Thomas Samuelson, MD: I tend to use the same incision as well. When you first start with OMNI, memorizing the sequence of steps is crucial. If you’re performing a 360º viscocanaloplasty, first go 180º in one direction; perform viscodilation, but don’t incise the inner wall. Then, go forward 180º in the opposite direction, and pull the OMNI back to viscodilate. Then incise the inner wall of TM in both hemispheres.
The tips you shared are great, Dr. Ristvedt. I have one more pearl: I use a myotic—especially for phakic eyes—to keep any bleeding in the anterior chamber as much as possible.
Shamik Bafna, MD: I also use a topical miotic, as well as intracameral lidocaine for standalone procedures.
Dr. Ristvedt: Would others have done a 360º trabeculotomy or a 180º?
James Katz, MD: You got a great result, so I think you did the right thing. I might have done 180º and stripped 90º to 180º. But the patient’s pressure came down, so I think it worked out well for you.
Dr. Bafna: For canaloplasties to have the greatest effect, I find that 360º is best, but for a trabeculotomy 180º can be all that is needed.
Dr. Vendal: It also depends on the patient’s IOP. Are you treating mild, moderate, or severe disease? OMNI is one of the few devices that can be used in mild, moderate, and severe POAG.
Dr. Samuelson: I tend to do quite a bit of 360º trabeculotomy procedures for severe glaucoma because I don't want to think later, 'Gee, should I have done 360º?' I have a different approach for those with mild to moderate glaucoma.
Case No. 5: Preserving Physiological Outflow
By Thomas Samuelson, MD
A 42-year-old man with a history of extreme IOP was referred to my practice for a second opinion. His mean maximum IOP was in the 40s mm Hg OU. He had moderate myopia, a history of SLT, a slightly thin cornea, and a wide open angle. His glaucoma was clearly progressively worsening.

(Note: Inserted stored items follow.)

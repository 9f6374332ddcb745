//! PDF backend: encodes laid-out pages as PDF bytes.
//!
//! The renderer only talks to the `PdfBackend` trait. `LopdfBackend` builds the
//! object graph with `lopdf` using the three standard Helvetica faces, so no
//! font program is embedded and output is byte-for-byte deterministic.

use std::io::Write;

use lopdf::content::{Content, Operation};
use lopdf::{dictionary, Document, Object, ObjectId, Stream, StringFormat};

use crate::render::font_metrics::{get_metrics, FontFace};
use crate::render::layout::{LaidOutPage, PageGeometry, PlacedLine};
use crate::render::RenderError;

const PRODUCER: &str = "CVForge";

/// Pages in, bytes out.
pub trait PdfBackend: Send + Sync {
    fn write_pdf(
        &self,
        title: &str,
        pages: &[LaidOutPage],
        geometry: &PageGeometry,
        sink: &mut dyn Write,
    ) -> Result<(), RenderError>;
}

#[derive(Debug, Clone, Copy, Default)]
pub struct LopdfBackend;

impl PdfBackend for LopdfBackend {
    fn write_pdf(
        &self,
        title: &str,
        pages: &[LaidOutPage],
        geometry: &PageGeometry,
        sink: &mut dyn Write,
    ) -> Result<(), RenderError> {
        let mut document = build_document(title, pages, geometry)?;

        // Serialize fully before touching the sink so encoder failures and
        // sink failures stay distinguishable.
        let mut buffer = Vec::new();
        document
            .save_to(&mut buffer)
            .map_err(|e| RenderError::Encoding(e.to_string()))?;

        sink.write_all(&buffer)?;
        sink.flush()?;
        Ok(())
    }
}

fn build_document(
    title: &str,
    pages: &[LaidOutPage],
    geometry: &PageGeometry,
) -> Result<Document, RenderError> {
    let mut document = Document::with_version("1.7");
    let pages_id = document.new_object_id();

    let mut fonts = lopdf::Dictionary::new();
    for face in FontFace::ALL {
        let font_id = document.add_object(dictionary! {
            "Type" => "Font",
            "Subtype" => "Type1",
            "BaseFont" => face.base_font(),
            "Encoding" => "WinAnsiEncoding",
        });
        fonts.set(face.resource_name(), font_id);
    }
    let resources_id = document.add_object(dictionary! { "Font" => fonts });

    let mut page_ids: Vec<ObjectId> = Vec::with_capacity(pages.len());
    for page in pages {
        let content = page_content(page, geometry);
        let encoded = content
            .encode()
            .map_err(|e| RenderError::Encoding(e.to_string()))?;
        let content_id = document.add_object(Stream::new(lopdf::Dictionary::new(), encoded));

        let page_id = document.add_object(dictionary! {
            "Type" => "Page",
            "Parent" => pages_id,
            "MediaBox" => vec![0.into(), 0.into(), geometry.width.into(), geometry.height.into()],
            "Contents" => content_id,
            "Resources" => resources_id,
        });
        page_ids.push(page_id);
    }

    let kids: Vec<Object> = page_ids.iter().map(|id| Object::from(*id)).collect();
    document.objects.insert(
        pages_id,
        Object::Dictionary(dictionary! {
            "Type" => "Pages",
            "Kids" => kids,
            "Count" => page_ids.len() as i64,
        }),
    );

    let catalog_id = document.add_object(dictionary! {
        "Type" => "Catalog",
        "Pages" => pages_id,
    });
    document.trailer.set("Root", catalog_id);

    let info_id = document.add_object(dictionary! {
        "Title" => Object::String(to_win_ansi(title), StringFormat::Literal),
        "Producer" => Object::String(to_win_ansi(PRODUCER), StringFormat::Literal),
    });
    document.trailer.set("Info", info_id);

    Ok(document)
}

fn page_content(page: &LaidOutPage, geometry: &PageGeometry) -> Content {
    let mut operations = Vec::with_capacity(page.lines.len() * 4);
    for line in &page.lines {
        push_line(&mut operations, line, geometry);
    }
    Content { operations }
}

fn push_line(operations: &mut Vec<Operation>, line: &PlacedLine, geometry: &PageGeometry) {
    if line.text.is_empty() {
        return;
    }
    let baseline = line.y + get_metrics(line.face).ascender_em * line.size;
    let pdf_y = geometry.height - baseline;

    operations.push(Operation::new("BT", vec![]));
    operations.push(Operation::new(
        "Tf",
        vec![
            Object::Name(line.face.resource_name().as_bytes().to_vec()),
            line.size.into(),
        ],
    ));
    operations.push(Operation::new("Td", vec![line.x.into(), pdf_y.into()]));
    operations.push(Operation::new(
        "Tj",
        vec![Object::String(to_win_ansi(&line.text), StringFormat::Literal)],
    ));
    operations.push(Operation::new("ET", vec![]));
}

/// Maps text to WinAnsiEncoding bytes. Latin-1 passes through, the common
/// typographic punctuation gets its WinAnsi slot, everything else becomes `?`.
pub fn to_win_ansi(s: &str) -> Vec<u8> {
    s.chars()
        .map(|c| match c {
            '\u{20AC}' => 0x80,
            '\u{2026}' => 0x85,
            '\u{2018}' => 0x91,
            '\u{2019}' => 0x92,
            '\u{201C}' => 0x93,
            '\u{201D}' => 0x94,
            '\u{2022}' => 0x95,
            '\u{2013}' => 0x96,
            '\u{2014}' => 0x97,
            c if (c as u32) < 0x80 || (0xA0..=0xFF).contains(&(c as u32)) => c as u8,
            _ => b'?',
        })
        .collect()
}

#[cfg(test)]
mod tests {
    use super::*;

    fn one_line_page(text: &str) -> LaidOutPage {
        LaidOutPage {
            lines: vec![PlacedLine {
                text: text.to_string(),
                face: FontFace::Bold,
                size: 24.0,
                x: 50.0,
                y: 50.0,
            }],
        }
    }

    fn encode(pages: &[LaidOutPage]) -> Vec<u8> {
        let mut out = Vec::new();
        LopdfBackend
            .write_pdf("Test", pages, &PageGeometry::a4(), &mut out)
            .unwrap();
        out
    }

    fn contains(haystack: &[u8], needle: &[u8]) -> bool {
        haystack.windows(needle.len()).any(|w| w == needle)
    }

    #[test]
    fn test_output_is_a_pdf() {
        let bytes = encode(&[one_line_page("Ada Lovelace")]);
        assert!(bytes.starts_with(b"%PDF-1.7"));
        assert!(contains(&bytes, b"%%EOF"));
    }

    #[test]
    fn test_text_is_written_uncompressed() {
        let bytes = encode(&[one_line_page("Ada Lovelace")]);
        assert!(contains(&bytes, b"(Ada Lovelace) Tj"));
        assert!(contains(&bytes, b"/Helvetica-Bold"));
    }

    #[test]
    fn test_page_count_matches_input() {
        let bytes = encode(&[one_line_page("one"), one_line_page("two")]);
        assert!(contains(&bytes, b"/Count 2"));
    }

    #[test]
    fn test_encoding_is_deterministic() {
        let pages = [one_line_page("Same every time")];
        assert_eq!(encode(&pages), encode(&pages));
    }

    #[test]
    fn test_win_ansi_mapping() {
        assert_eq!(to_win_ansi("• ok"), vec![0x95, b' ', b'o', b'k']);
        assert_eq!(to_win_ansi("café"), vec![b'c', b'a', b'f', 0xE9]);
        assert_eq!(to_win_ansi("日"), vec![b'?']);
    }

    struct BrokenPipe;

    impl Write for BrokenPipe {
        fn write(&mut self, _buf: &[u8]) -> std::io::Result<usize> {
            Err(std::io::Error::new(std::io::ErrorKind::BrokenPipe, "closed"))
        }

        fn flush(&mut self) -> std::io::Result<()> {
            Ok(())
        }
    }

    #[test]
    fn test_sink_failure_is_reported() {
        let result = LopdfBackend.write_pdf(
            "Test",
            &[one_line_page("x")],
            &PageGeometry::a4(),
            &mut BrokenPipe,
        );
        assert!(matches!(result, Err(RenderError::SinkFailure(_))));
    }
}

My goal in this case was to preserve physiological outflow. In the past, I would have done a trabeculectomy, but now the OMNI is the best choice for patients such as this one. I performed a 360º canaloplasty followed by trabeculotomy in each eye. Immediately after each surgery, the patient’s pressures dropped significantly. I have followed the patient for more than 2 years, and his recent measurements are as low as 7 to 8 mm Hg OS (Figure 2). It is not typical to see pressures in the low single digits, but it is more common in eyes with thinner corneas. There was some hyphema that didn't clear after about 2 weeks in the first eye, so I irrigated the eye. Since then, he's done great. IOP at his most recent follow-up was 7 mm Hg OU on two drops in his left eye and one drop in his right eye. I will consider withdrawing more at his next follow-up.
Keeping the catheter in Schlemm’s canal for the duration of the procedure saves me from having to rethread it again. I also like to perform a walk the dog technique in which the catheter is retracted as you go. It can, however, cause some bleeding and hyphema, which can be exacerbated if the pressure is allowed to be too low. Accordingly, I like to maintain pressure throughout the procedure to prevent excessive reflux.
1. Migdal C, Gregory W, Hitchings R. Long-term functional outcome after early surgery compared with laser and medicine in open-angle glaucoma. Ophthalmology. 1994;101(10):1651-1656.
2. Feiner L, Piltz-Seymour JR, Collaborative Initial Glaucoma Treatment Study. Collaborative Initial Glaucoma Treatment Study: a summary of results to date. Curr Opin Ophthalmol. 2003;14(20:106-111.